Mathew Al, et al. in their study, found that the most prevalent normal variations and oral lesions were Fordyce granules, fissured tongue, frictional hyperkeratosis, smoker’s palates [8]. In our study, we found pigmented lesions (smoker’s melanosis) and white lesions (leukoplakia) were more prevalent. We did not evaluate the oral mucosal developmental anomalies.

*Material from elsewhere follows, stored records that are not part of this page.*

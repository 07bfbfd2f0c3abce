//! Open, flush and close.

use pagebuf_common::config::CacheConfig;
use pagebuf_store::PageStore;
use tracing::{debug, error, info};

use super::{write_back, EoaTranslator, PageBuffer};
use crate::error::{CacheResult, IntegrityError};
use crate::hash::HashIndex;
use crate::replacement::ReplacementList;
use crate::stats::{CacheStats, IoStats};

impl<S: PageStore> PageBuffer<S> {
    /// Opens a page buffer over `store`.
    ///
    /// Fails with a configuration error if the page size is not a power of
    /// two, the capacity is zero or the bucket count is invalid. No page
    /// buffer is allocated until the first miss.
    pub fn open(store: S, config: CacheConfig) -> CacheResult<Self> {
        config.validate()?;
        let page_size = config.page_size()?;
        let index = HashIndex::new(config.bucket_count(), page_size);
        let eoa = EoaTranslator::new(page_size, store.eoa());

        info!(
            page_size = page_size.bytes(),
            max_num_pages = config.max_num_pages,
            policy = %config.replacement_policy,
            buckets = index.bucket_count(),
            "opened page buffer"
        );

        Ok(Self {
            config,
            page_size,
            store,
            pages: Vec::new(),
            free: Vec::new(),
            index,
            lru: ReplacementList::new(),
            resident: 0,
            eoa,
            stats: CacheStats::new(),
            closed: false,
        })
    }

    /// Writes back every dirty page, then flushes the backing store.
    ///
    /// On failure the pages not yet written stay dirty and the call can be
    /// retried.
    pub fn flush(&mut self) -> CacheResult<()> {
        self.check_open()?;
        let mut io = IoStats::default();
        let result = self.flush_all(&mut io);
        self.stats.flushes += 1;
        self.stats.merge(&io);
        result
    }

    /// Flushes, releases every page and closes the backing store.
    ///
    /// A failed flush leaves the cache open. Once released, every further
    /// call fails with [`CacheError::Closed`](crate::CacheError::Closed),
    /// even if closing the backing store itself failed.
    pub fn close(&mut self) -> CacheResult<()> {
        self.check_open()?;
        self.flush()?;
        self.check_clean()?;

        let resident = self.resident;
        self.index.clear();
        self.lru.clear();
        self.pages = Vec::new();
        self.free = Vec::new();
        self.resident = 0;
        self.closed = true;

        self.store.close()?;
        info!(resident, stats = %self.stats, "closed page buffer");
        Ok(())
    }

    /// Consumes the cache and returns the backing store.
    ///
    /// Dirty pages are dropped, not written; call [`flush`](Self::flush)
    /// first.
    pub fn into_store(self) -> S {
        self.store
    }

    fn flush_all(&mut self, io: &mut IoStats) -> CacheResult<()> {
        for handle in self.lru.iter() {
            if write_back(&mut self.store, &mut self.pages[handle.index()])? {
                io.flushed_pages += 1;
            }
        }
        self.store.flush()?;
        debug!(pages = io.flushed_pages, "flushed page buffer");
        Ok(())
    }

    /// Fails if any resident page still needs a write-back.
    fn check_clean(&self) -> CacheResult<()> {
        let dirty = self
            .lru
            .iter()
            .map(|h| &self.pages[h.index()])
            .find(|page| page.needs_write_back());
        if let Some(page) = dirty {
            let offset = page.offset();
            error!(offset, "dirty page at close");
            return Err(IntegrityError::DirtyPageAtClose { offset }.into());
        }
        Ok(())
    }
}
// Copyright 2026 Viktor Reusch
//
// This file is part of geojson_gpx_convert.
//
// geojson_gpx_convert is free software: you can redistribute it and/or modify
// it under the terms of the GNU Affero General Public License as published by
// the Free Software Foundation, either version 3 of the License, or (at your
// option) any later version.
//
// geojson_gpx_convert is distributed in the hope that it will be useful, but
// WITHOUT ANY WARRANTY; without even the implied warranty of MERCHANTABILITY or
// FITNESS FOR A PARTICULAR PURPOSE. See the GNU Affero General Public License
// for more details.
//
// You should have received a copy of the GNU Affero General Public License
// along with geojson_gpx_convert. If not, see <https://www.gnu.org/licenses/>.

//! Minimal [GeoJSON](https://geojson.org/) data model for the converter.
//!
//! Only the fields the converter actually reads are modeled. Unknown document
//! and geometry types deserialize into catch-all variants instead of failing,
//! so a file full of unsupported geometries still parses.

use serde::Deserialize;

/// A position array: `[longitude, latitude]`, possibly with extra components.
pub type Position = Vec<f64>;

/// Top-level GeoJSON document.
///
/// A bare `Feature` is accepted in addition to a `FeatureCollection`. Any
/// other document type yields no features.
#[derive(Debug, Deserialize)]
#[serde(tag = "type")]
pub enum GeoJson {
    /// A collection of features.
    FeatureCollection {
        #[serde(default)]
        features: Vec<Feature>,
    },
    /// A single feature without a surrounding collection.
    Feature(Feature),
    /// Any other document type.
    #[serde(other)]
    Other,
}

impl GeoJson {
    /// Flatten the document into its list of features.
    pub fn into_features(self) -> Vec<Feature> {
        match self {
            GeoJson::FeatureCollection { features } => features,
            GeoJson::Feature(feature) => vec![feature],
            GeoJson::Other => vec![],
        }
    }
}

/// A single feature: a geometry plus free-form properties.
#[derive(Debug, Default, Deserialize)]
#[serde(default)]
pub struct Feature {
    pub geometry: Option<Geometry>,
    pub properties: Option<Properties>,
}

/// The `properties` object of a feature. Only `name` is used.
#[derive(Debug, Default, Deserialize)]
#[serde(default)]
pub struct Properties {
    pub name: Option<String>,
}

/// The geometry kinds the converter understands.
#[derive(Debug, Deserialize)]
#[serde(tag = "type")]
pub enum Geometry {
    /// An ordered path of positions, converted to a track.
    LineString {
        #[serde(default)]
        coordinates: Vec<Position>,
    },
    /// A single position, converted to a waypoint.
    Point {
        #[serde(default)]
        coordinates: Position,
    },
    /// Every other geometry kind; skipped during extraction.
    #[serde(other)]
    Unsupported,
}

The prevalence of oral cancer in our study was 0.13%. Another study by Lay KM, et al. concluded that the prevalence of oral cancer is 0.03% with smoking [9]. After analyzing the data, we concluded that OMLs are significantly more common in smokers in Jeddah Saudi Arabia. Fatemeh Ahmadi performed one study on the prevalence of OMLs in smokers and non-smoker in Hamadan (Iran) and found a large number of oral mucosal lesions in smokers that had a strong correlation with smoking [1]. Leukoplakia was more frequently observed in subjects with smoking habits. As in many other studies, our study also supports an association between smoking habits and leukoplakia [12]. After analyzing the data, we concluded that OMLs are significantly more common in smokers. According to the literature, these outcomes were the same as in other studies [13-16]. Dentists must be aware of the effect of smoking on the development of oral pathologic lesions and encourage smokers to quit the habit [17]. Tobacco smoking increases the number of aneuploid nuclei in the oral epithelium and causes oral malignant and premalignant lesions. Therefore, an inspection of the oral cavity to find lesions caused by tobacco is a good way to initiate tobacco cessation. Thus, the oral mucosa should be examined carefully, especially in smokers, even if the patients did not attend with the complaint of oral lesions. In this study, we selected only cigarette smokers and did not evaluate other habits such as alcohol and tobacco chewing. In another study, OMLs differed according to some habits but were most prevalent in smokers [18]. Therefore, close follow-up and systematic evaluation are more necessary in smokers. It is also necessary to educate oral hygienists, dentists, and medical specialists about how to treat smokers [18].

Conclusion

The results of the present study provide important information about the prevalence of oral mucosal lesions among patients who had a smoking habit in Jeddah, Saudi Arabia. The information presented in this study adds to our understanding of the common oral mucosal lesions occurring in smokers. White, pigmented lesions were the most common types of oral mucosal lesions reported in smokers. Efforts to increase patient awareness of the oral effects of smoking and to eliminate the smoking habit are needed to improve oral and general health. The results of this study should serve as the basis for a larger, nation-wide survey of oral lesions.

Declarations

Conflicts of Interest

The authors declared no potential conflicts of interest with respect to the research, authorship, and/or publication of this article.

Acknowledgment

We would like to pay a special thanks to dental students, Rotana Ahmed Hafiz and Hanan Abdulkareem Marghalani from King Abdulaziz University Jeddah, KSA for their contribution to data collection.